Папа рассказывает мне эту историю дважды. У меня есть вопросы. Но я приберегаю их до того момента, когда он закончит второй рассказ. — Откуда ты знаешь, что она думала? — мой первый вопрос. Позже она рассказала мне свои мысли, — отвечает он. — Что стало с профессором Мортоном? — задаю я следующий вопрос. — Пытался ли он удержать ее при себе? Мне тринадцать, но отец говорит, что разговоры у меня для тридцатилетних. За исключением глаз, я пошла в отца. Глаза у меня голубые. — Профессор Мортон пытался удержать твою мать, — говорит отец. — Угрозами. Силой. Он и раньше это проделывал, когда она заговаривала об уходе от него. Но теперь она была влюблена и не боялась. Она собрала вещи и съехала. — Она переехала к тебе? — Не сразу. Нет, она сняла жилье в центре, возле Колониального кладбища, в доме, где, по слухам, водились привидения. Я пристально смотрю на него и не собираюсь отвлекаться на дом с привидениями. — Кто выиграл шахматную партию? Глаза его делаются шире. — Это очень хороший вопрос, Ариэлла, — говорит он. — Хотел бы я знать ответ. Обычно папа знает ответы на любые вопросы. — Ты догадывался, что она старше тебя? Он пожимает плечами. — Я не думал об этом. Возраст никогда не имел для меня особого значения. Он встает, подходит к окну гостиной, раздвигает тяжелые бархатные шторы. — Тебе пора спать, — говорит он. У меня еще сто вопросов, но я согласно киваю. Сегодня он рассказал о моей матери, которой я никогда не видела, больше, чем когда-либо прежде, и еще больше о себе самом. За исключением одной вещи — правды, которую он не хочет говорить, правды, на выяснение которой я потрачу годы. Правды о том, кто мы на самом деле.

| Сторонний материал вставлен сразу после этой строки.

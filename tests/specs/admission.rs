// SPDX-License-Identifier: BUSL-1.1
// Copyright (c) 2026 Alfred Jean LLC

//! §4.7 / §8: admission strategies, queue FIFO ordering and cancellation.

use crate::support::{job_config, Entrypoint, TestDaemon};
use serde_json::Value;
use std::time::Duration;

async fn submit(client: &reqwest::Client, daemon: &TestDaemon, strategy: &str, model: &str) -> (u16, Value) {
    let resp = client
        .post(daemon.url("/jobs"))
        .query(&[("strategy", strategy)])
        .json(&job_config(model))
        .send()
        .await
        .expect("submit request");
    let status = resp.status().as_u16();
    let body: Value = resp.json().await.expect("submit response body");
    (status, body)
}

async fn get_job(client: &reqwest::Client, daemon: &TestDaemon, job_id: &str) -> Value {
    client
        .get(daemon.url(&format!("/jobs/{job_id}")))
        .send()
        .await
        .expect("get job")
        .json()
        .await
        .expect("job body")
}

async fn poll_until_terminal(client: &reqwest::Client, daemon: &TestDaemon, job_id: &str) -> Value {
    let deadline = tokio::time::Instant::now() + Duration::from_secs(15);
    loop {
        let job = get_job(client, daemon, job_id).await;
        let status = job["status"].as_str().unwrap_or_default();
        if matches!(status, "completed" | "failed" | "cancelled") {
            return job;
        }
        if tokio::time::Instant::now() >= deadline {
            panic!("job {job_id} did not reach a terminal state in time: {job:?}");
        }
        tokio::time::sleep(Duration::from_millis(100)).await;
    }
}

/// `strategy=reject` must fail a second submission the instant the first
/// one holds the run token, regardless of how long the child itself runs:
/// the daemon decides admission synchronously inside `submit`, before the
/// worker task (and its subprocess) is even spawned.
#[tokio::test]
async fn reject_strategy_rejects_while_a_job_is_running() {
    let daemon = TestDaemon::spawn(Entrypoint::Sleep(3)).await;
    let client = reqwest::Client::new();

    let (status_a, body_a) = submit(&client, &daemon, "queue", "alpha").await;
    assert_eq!(status_a, 201);
    assert_eq!(body_a["status"], "started");

    let (status_b, body_b) = submit(&client, &daemon, "reject", "beta").await;
    assert_eq!(status_b, 409, "second submission should be rejected: {body_b:?}");

    let queue = client.get(daemon.url("/queue")).send().await.unwrap().json::<Value>().await.unwrap();
    assert_eq!(queue["holding"], true);
    assert_eq!(queue["queue_length"], 0);
}

/// `strategy=queue` enqueues behind a running job with a 1-based
/// `queue_position`, and the queued job is admitted (and eventually
/// finishes) once the first one vacates the run token.
#[tokio::test]
async fn queue_strategy_runs_jobs_in_fifo_order() {
    let daemon = TestDaemon::spawn(Entrypoint::Sleep(2)).await;
    let client = reqwest::Client::new();

    let (status_a, body_a) = submit(&client, &daemon, "queue", "alpha").await;
    assert_eq!(status_a, 201);
    assert_eq!(body_a["status"], "started");
    let job_a = body_a["job_id"].as_str().unwrap().to_string();

    let (status_b, body_b) = submit(&client, &daemon, "queue", "beta").await;
    assert_eq!(status_b, 201);
    assert_eq!(body_b["status"], "queued");
    let job_b = body_b["job_id"].as_str().unwrap().to_string();

    let queued_snapshot = get_job(&client, &daemon, &job_b).await;
    assert_eq!(queued_snapshot["queue_position"], 1);

    let finished_a = poll_until_terminal(&client, &daemon, &job_a).await;
    assert_eq!(finished_a["status"], "completed");

    let finished_b = poll_until_terminal(&client, &daemon, &job_b).await;
    assert_eq!(finished_b["status"], "completed");
    assert!(finished_b.get("queue_position").is_none(), "position clears once running");
}

/// Cancelling a queued job removes it from the queue and moves it
/// straight to `cancelled` without ever running.
#[tokio::test]
async fn cancel_removes_a_queued_job() {
    let daemon = TestDaemon::spawn(Entrypoint::Sleep(5)).await;
    let client = reqwest::Client::new();

    let (_, body_a) = submit(&client, &daemon, "queue", "alpha").await;
    let job_a = body_a["job_id"].as_str().unwrap().to_string();

    let (status_b, body_b) = submit(&client, &daemon, "queue", "beta").await;
    assert_eq!(status_b, 201);
    assert_eq!(body_b["status"], "queued");
    let job_b = body_b["job_id"].as_str().unwrap().to_string();

    let cancel_resp = client.delete(daemon.url(&format!("/jobs/{job_b}"))).send().await.unwrap();
    assert_eq!(cancel_resp.status().as_u16(), 200);

    let cancelled = get_job(&client, &daemon, &job_b).await;
    assert_eq!(cancelled["status"], "cancelled");

    let queue = client.get(daemon.url("/queue")).send().await.unwrap().json::<Value>().await.unwrap();
    assert_eq!(queue["queue_length"], 0);

    // Job A is untouched by B's cancellation and keeps running.
    let still_running = get_job(&client, &daemon, &job_a).await;
    assert_eq!(still_running["status"], "running");
}

/// In-flight cancellation is an explicit open question resolved as
/// "not implemented": the daemon refuses with a descriptive 400 rather
/// than silently no-opping or tearing down the child.
#[tokio::test]
async fn cancel_refuses_a_running_job() {
    let daemon = TestDaemon::spawn(Entrypoint::Sleep(3)).await;
    let client = reqwest::Client::new();

    let (_, body_a) = submit(&client, &daemon, "queue", "alpha").await;
    let job_a = body_a["job_id"].as_str().unwrap().to_string();

    let cancel_resp = client.delete(daemon.url(&format!("/jobs/{job_a}"))).send().await.unwrap();
    assert_eq!(cancel_resp.status().as_u16(), 400);
    let body: Value = cancel_resp.json().await.unwrap();
    assert!(body["error"].as_str().unwrap_or_default().contains("not implemented"));
}

/// Cancelling, fetching or re-cancelling a job id that was never
/// submitted is a 404, not a panic.
#[tokio::test]
async fn unknown_job_id_is_not_found() {
    let daemon = TestDaemon::spawn(Entrypoint::Sleep(1)).await;
    let client = reqwest::Client::new();

    let resp = client.get(daemon.url("/jobs/does-not-exist")).send().await.unwrap();
    assert_eq!(resp.status().as_u16(), 404);

    let resp = client.delete(daemon.url("/jobs/does-not-exist")).send().await.unwrap();
    assert_eq!(resp.status().as_u16(), 404);
}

ЧАСТЬ ПЕРВАЯ В ОТЧЕМ ДОМЕ ГЛАВА 1
Я стояла снаружи в глубоких синих сумерках одна. Наверное, мне было четыре или пять, и я обычно не оставалась снаружи в одиночку. Ряды верхних окон представали золотыми прямоугольниками в обрамлении зеленых лоз, нижние — полуприкрытыми желтыми глазами. Я смотрела на дом и вдруг упала навзничь на мягкую траву. В то же мгновение из подвала вырвалось пламя. Я не помню, слышала ли взрыв, — секунда, и ночь наполнилась голубым и желтым светом, в небо взметнулся красный огонь. Кто-то подхватил меня и понес прочь от дома. Это мое самое раннее воспоминание. Помню запах воздуха в ту ночь — смесь дыма с ароматом сирени — и грубую поверхность шерстяного пальто под щекой, и ощущение, будто я плыву, когда мы уходили. Но я не знаю, кто меня нес и куда. Позже, когда я спрашивала про пожар, Деннис, папин лаборант, говорил, что мне все приснилось. А отец просто отворачивался, но я успевала разглядеть его лицо, отстраненный и настороженный взгляд, покорно опущенные уголки губ — выражение, которое мне предстояло так хорошо выучить.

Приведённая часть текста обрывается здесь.